"'Bout ten to eleven."

"Hm! Think they'll shove any obstacles in the way?"

"Depends," said Anthony. "If they sent a message through it's pretty certain we may run into a hold up."

"Going to chance it?"

"No. We'll slip off the main road at Cobham and trickle in through the byes."

"Right oh! tell me when."

For some miles they drove in silence and once again between Ripley and Guildford had a glimpse of the following lights. With a considerable shock Barraclough realised that the distance separating the two cars had greatly diminished. But hereabouts an unexpected piece of luck favoured them. At a point where the road narrowed between hedges a farm gate was thrown open and a flock of sheep was driven out into the highway. Flora contrived to dash past before the leaders of the flock came through the gate. Another second and she would have been too late. Glancing back Anthony observed that the entire road was solid with sheep, a compact mass that moved neither forward nor backward.

"Our friends'll lose five minutes penetrating that," he announced gleefully.

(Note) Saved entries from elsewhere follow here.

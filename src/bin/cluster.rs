//! MeridianKV cluster node binary (primary/secondary replication)

use clap::Parser;
use tracing_subscriber::{fmt, EnvFilter};

use meridiankv::cluster::{ClusterConfig, ClusterNode, PeerInfo};
use meridiankv::Config;

/// MeridianKV cluster node
///
/// Peer lists are ordered by ascending peer node id: with three nodes,
/// node 1 passes the ports of nodes 0 and 2, in that order.
#[derive(Parser, Debug)]
#[command(name = "meridian-cluster")]
#[command(about = "Primary/secondary replicated key-value store node")]
#[command(version)]
struct Args {
    /// This node's id (node 0 bootstraps as primary)
    #[arg(long)]
    node_id: u32,

    /// Client port of this node
    #[arg(long)]
    kv_port: u16,

    /// Replication port of this node
    #[arg(long)]
    repl_port: u16,

    /// Replication ports of the other nodes, ascending node id
    #[arg(long, value_delimiter = ',', required = true)]
    secondary_repl_ports: Vec<u16>,

    /// Client ports of the other nodes, ascending node id
    #[arg(long, value_delimiter = ',', required = true)]
    other_kv_ports: Vec<u16>,

    /// Data directory
    #[arg(long)]
    data_dir: String,

    /// Enable full-text and similarity indexes
    #[arg(long)]
    enable_indexes: bool,
}

fn main() {
    init_tracing();
    let args = Args::parse();

    if args.secondary_repl_ports.len() != args.other_kv_ports.len() {
        tracing::error!("--secondary-repl-ports and --other-kv-ports must pair up");
        std::process::exit(2);
    }

    let peers = peer_infos(
        args.node_id,
        &args.secondary_repl_ports,
        &args.other_kv_ports,
    );

    let store = Config::builder()
        .data_dir(&args.data_dir)
        .listen_addr(format!("127.0.0.1:{}", args.kv_port))
        .enable_indexes(args.enable_indexes)
        .build();
    let cluster = ClusterConfig::new(
        args.node_id,
        args.kv_port,
        format!("127.0.0.1:{}", args.repl_port),
        peers,
    );

    tracing::info!(
        "MeridianKV v{} cluster node {} (kv {}, repl {})",
        meridiankv::VERSION,
        args.node_id,
        args.kv_port,
        args.repl_port
    );

    let node = match ClusterNode::start(cluster, store) {
        Ok(node) => node,
        Err(e) => {
            tracing::error!("failed to start cluster node: {}", e);
            std::process::exit(1);
        }
    };

    wait_for_shutdown_signal();

    if let Err(e) = node.shutdown() {
        tracing::error!("shutdown error: {}", e);
        std::process::exit(1);
    }
    tracing::info!("cluster node stopped");
}

/// Assign ids to peers: every id except ours, ascending, paired with the
/// provided port lists in order.
fn peer_infos(own_id: u32, repl_ports: &[u16], kv_ports: &[u16]) -> Vec<PeerInfo> {
    (0..=repl_ports.len() as u32)
        .filter(|id| *id != own_id)
        .zip(repl_ports.iter().zip(kv_ports.iter()))
        .map(|(node_id, (repl_port, kv_port))| PeerInfo {
            node_id,
            repl_addr: format!("127.0.0.1:{}", repl_port),
            kv_port: *kv_port,
        })
        .collect()
}

fn wait_for_shutdown_signal() {
    let (tx, rx) = std::sync::mpsc::channel::<()>();
    if let Err(e) = ctrlc::set_handler(move || {
        let _ = tx.send(());
    }) {
        tracing::warn!("failed to install signal handler: {}", e);
    }
    let _ = rx.recv();
    tracing::info!("shutdown signal received");
}

fn init_tracing() {
    let filter = EnvFilter::try_from_default_env()
        .unwrap_or_else(|_| EnvFilter::new("info,meridiankv=debug"));

    fmt()
        .with_env_filter(filter)
        .with_target(true)
        .with_thread_ids(true)
        .init();
}
//! Connection Handler
//!
//! Handles one client connection: reads request lines, dispatches each in
//! arrival order, writes exactly one response per request. Pipelining
//! within a connection works because the loop is strictly sequential.
//!
//! Reads poll with a short socket timeout so the loop can observe server
//! shutdown; the receive buffer persists across polls, so a request line
//! split over them is not lost.

use std::io::Read;
use std::net::{SocketAddr, TcpStream};
use std::sync::atomic::{AtomicBool, Ordering};
use std::sync::Arc;
use std::time::{Duration, Instant};

use crate::error::{MeridianError, Result};
use crate::protocol::{write_line, Response, MAX_LINE_BYTES};

use super::RequestHandler;

/// Socket poll granularity
const READ_POLL: Duration = Duration::from_millis(500);

/// Handles a single client connection
pub struct Connection {
    stream: TcpStream,
    writer: TcpStream,
    peer: SocketAddr,
    handler: Arc<dyn RequestHandler>,
    stop: Arc<AtomicBool>,
    /// Close the connection after this much idle time; 0 disables
    idle_timeout_ms: u64,
}

impl Connection {
    pub fn new(
        stream: TcpStream,
        handler: Arc<dyn RequestHandler>,
        stop: Arc<AtomicBool>,
    ) -> Result<Self> {
        let peer = stream.peer_addr()?;
        let writer = stream.try_clone()?;
        stream.set_read_timeout(Some(READ_POLL))?;
        Ok(Connection {
            stream,
            writer,
            peer,
            handler,
            stop,
            idle_timeout_ms: 0,
        })
    }

    /// Apply timeouts; 0 disables the corresponding limit.
    pub fn set_timeouts(&mut self, read_ms: u64, write_ms: u64) -> Result<()> {
        self.idle_timeout_ms = read_ms;
        self.writer.set_write_timeout(if write_ms == 0 {
            None
        } else {
            Some(Duration::from_millis(write_ms))
        })?;
        Ok(())
    }

    /// Serve the connection until EOF, shutdown, a malformed request, or
    /// an IO error.
    pub fn handle(&mut self) -> Result<()> {
        let mut buffer: Vec<u8> = Vec::new();
        let mut chunk = [0u8; 4096];
        let mut last_activity = Instant::now();

        while !self.stop.load(Ordering::Relaxed) {
            match self.stream.read(&mut chunk) {
                Ok(0) => return Ok(()),
                Ok(n) => {
                    buffer.extend_from_slice(&chunk[..n]);
                    last_activity = Instant::now();
                }
                Err(e)
                    if e.kind() == std::io::ErrorKind::WouldBlock
                        || e.kind() == std::io::ErrorKind::TimedOut =>
                {
                    if self.idle_timeout_ms > 0
                        && last_activity.elapsed() >= Duration::from_millis(self.idle_timeout_ms)
                    {
                        tracing::debug!("closing idle connection {}", self.peer);
                        return Ok(());
                    }
                    continue;
                }
                Err(e) => return Err(e.into()),
            }

            while let Some(pos) = buffer.iter().position(|&b| b == b'\n') {
                let line: Vec<u8> = buffer.drain(..=pos).collect();
                let line = &line[..line.len() - 1];
                let line = if line.last() == Some(&b'\r') {
                    &line[..line.len() - 1]
                } else {
                    line
                };
                if line.is_empty() {
                    continue;
                }
                self.serve_line(line)?;
            }

            if buffer.len() > MAX_LINE_BYTES {
                // Framing is lost; answer once and drop the connection.
                let e = MeridianError::Protocol(format!("line exceeds {} bytes", MAX_LINE_BYTES));
                let _ = write_line(&mut self.writer, &Response::from_error(&e));
                return Err(e);
            }
        }
        Ok(())
    }

    fn serve_line(&mut self, line: &[u8]) -> Result<()> {
        let request = match serde_json::from_slice(line) {
            Ok(request) => request,
            Err(e) => {
                let response = Response::protocol_error(&e.to_string());
                let _ = write_line(&mut self.writer, &response);
                return Err(MeridianError::Protocol(e.to_string()));
            }
        };

        let response = self.handler.handle(request);
        write_line(&mut self.writer, &response)
    }

    pub fn peer_addr(&self) -> SocketAddr {
        self.peer
    }
}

It did not occur to him until later that every one of those woolly ewes was an unknowing servant of Hugo van Diest and that their presence in the road was the direct result of a wire dispatched to a quiet little man named Phillips who had been given the task of making the way into London difficult. Mr. Phillips had not had very much time, but he had done his best. A series of telegraph poles had been cut down outside Staines, Slough, and at various points along the Portsmouth road. A huge furniture van with its wheels off obstructed the narrows at Brentford, and in one or two places wires had been drawn across the King's highway.

It was the side turning at Cobham saved them running into one of these obstacles by a narrow margin of scarcely a hundred yards. Also it was the side turning, bumpy narrow and twisted that proved their undoing.